Background: Chemoresistance constitutes a significant clinical hurdle in the management of triple-negative breast cancer (TNBC), a highly aggressive and molecularly heterogeneous subtype lacking established targeted therapies. TNBC’s ability to hijack diverse signalling pathways further complicates therapeutic intervention.
Objective: We aimed to investigate the role of a novel phosphorylation-dependent molecular switch on Protein Kinase C delta (PKCδ) in driving chemoresistance in TNBC, and to explore its impact on tumour–immune dynamics.

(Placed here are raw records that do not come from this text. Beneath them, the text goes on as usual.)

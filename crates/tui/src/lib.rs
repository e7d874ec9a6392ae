mod runner;

use std::io::{self, Stdout};
use std::sync::Arc;
use std::time::Duration;

use crossterm::event::{
    self, DisableMouseCapture, EnableMouseCapture, Event, KeyCode, KeyEvent, KeyEventKind,
    KeyModifiers,
};
use crossterm::execute;
use crossterm::terminal::{
    disable_raw_mode, enable_raw_mode, EnterAlternateScreen, LeaveAlternateScreen,
};
use porthole_core::api::PortholeApi;
use porthole_core::client::PortholeClient;
use porthole_core::connections::RdbmsKind;
use porthole_core::effects::{Completion, Effect};
use porthole_core::schema_metadata::SchemaTreeEntry;
use porthole_core::settings::SettingsField;
use porthole_core::settings_panel::ConnectionField;
use porthole_core::workbench::ActivePanel;
use ratatui::backend::CrosstermBackend;
use ratatui::layout::{Alignment, Constraint, Direction, Layout, Rect};
use ratatui::style::{Color, Modifier, Style};
use ratatui::text::{Line, Span};
use ratatui::widgets::{Block, Borders, Clear, Paragraph, Tabs, Wrap};
use ratatui::{Frame, Terminal};
use thiserror::Error;
use tokio::sync::mpsc::{self, UnboundedReceiver};

use crate::runner::RequestRunner;

const TICK_RATE: Duration = Duration::from_millis(120);
const SECRET_MASK: &str = "********";

#[derive(Debug, Error)]
pub enum TuiError {
    #[error("i/o error: {0}")]
    Io(#[from] io::Error),
}

#[derive(Debug, Clone, Copy, PartialEq, Eq)]
enum Screen {
    Settings,
    Workbench,
}

impl Screen {
    fn next(self) -> Self {
        match self {
            Self::Settings => Self::Workbench,
            Self::Workbench => Self::Settings,
        }
    }

    fn title(self) -> &'static str {
        match self {
            Self::Settings => "Settings",
            Self::Workbench => "Query Workbench",
        }
    }

    fn default_focus(self) -> Focus {
        match self {
            Self::Settings => Focus::SettingsFields,
            Self::Workbench => Focus::ConnectionSelector,
        }
    }
}

#[derive(Debug, Clone, Copy, PartialEq, Eq)]
enum Focus {
    SettingsFields,
    Connections,
    ConnectionForm,
    ConnectionSelector,
    SchemaTree,
    QueryList,
    QueryName,
    QueryEditor,
}

#[derive(Debug, Clone, Copy, PartialEq, Eq)]
enum DirectionKey {
    Up,
    Down,
    Left,
    Right,
}

#[derive(Debug, Clone, Copy, PartialEq, Eq)]
enum InputTarget {
    Setting(SettingsField),
    Connection(ConnectionField),
    QueryName,
    QueryEditor,
}

impl InputTarget {
    fn is_multiline(self) -> bool {
        matches!(self, Self::QueryEditor)
    }
}

#[derive(Debug, Clone, PartialEq, Eq)]
struct TextInput {
    target: InputTarget,
    buffer: String,
}

#[derive(Debug, Clone, Copy, PartialEq, Eq)]
enum InputMsg {
    Insert(char),
    Backspace,
    Newline,
    Commit,
}

#[derive(Debug, Clone, Copy, PartialEq, Eq)]
enum Msg {
    Quit,
    ToggleHelp,
    SwitchScreen,
    NextFocus,
    Navigate(DirectionKey),
    Activate,
    Edit,
    Add,
    Delete,
    Test,
    Connect,
    Save,
    Cancel,
    ShowPanel(ActivePanel),
    Input(InputMsg),
}

#[derive(Debug)]
struct TuiApp {
    client: PortholeClient,
    server_label: String,
    screen: Screen,
    focus: Focus,
    settings_cursor: usize,
    connection_cursor: usize,
    form_cursor: usize,
    tree_cursor: usize,
    query_cursor: usize,
    input: Option<TextInput>,
    in_flight: usize,
    show_help: bool,
    should_quit: bool,
    status_line: String,
}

Methods: We identified a phospho-regulated form of PKCδ that promotes proliferation and drug resistance in human TNBC cell lines. The switch was detected in ~30% of TNBC patient tumour samples. To study its functional role in vivo, we employed a syngeneic TNBC mouse model expressing high levels of either wild-type or non-phosphorylatable PKCδ. Mice were treated with Cisplatin or Docetaxel, and tumour response and immune landscape were assessed.
Results: Tumours expressing the phosphorylated PKCδ switch displayed resistance to both chemotherapeutic agents. In contrast, tumours harbouring the non-phosphorylatable mutant showed a significantly reduced growth rate upon treatment. Remarkably, even in the absence of chemotherapy, these tumours exhibited slower growth, suggesting an endogenous immune-mediated response. Flow cytometry and immunophenotyping revealed distinct immune signatures between the two groups, including alterations in immune cell subsets within the tumour microenvironment and spleen.
Conclusion: This study identifies a novel PKCδ-mediated molecular switch that promotes chemoresistance and modulates the immune landscape in TNBC. These findings support its potential as a predictive biomarker of drug response and a therapeutic target for combination strategies aimed at restoring chemosensitivity.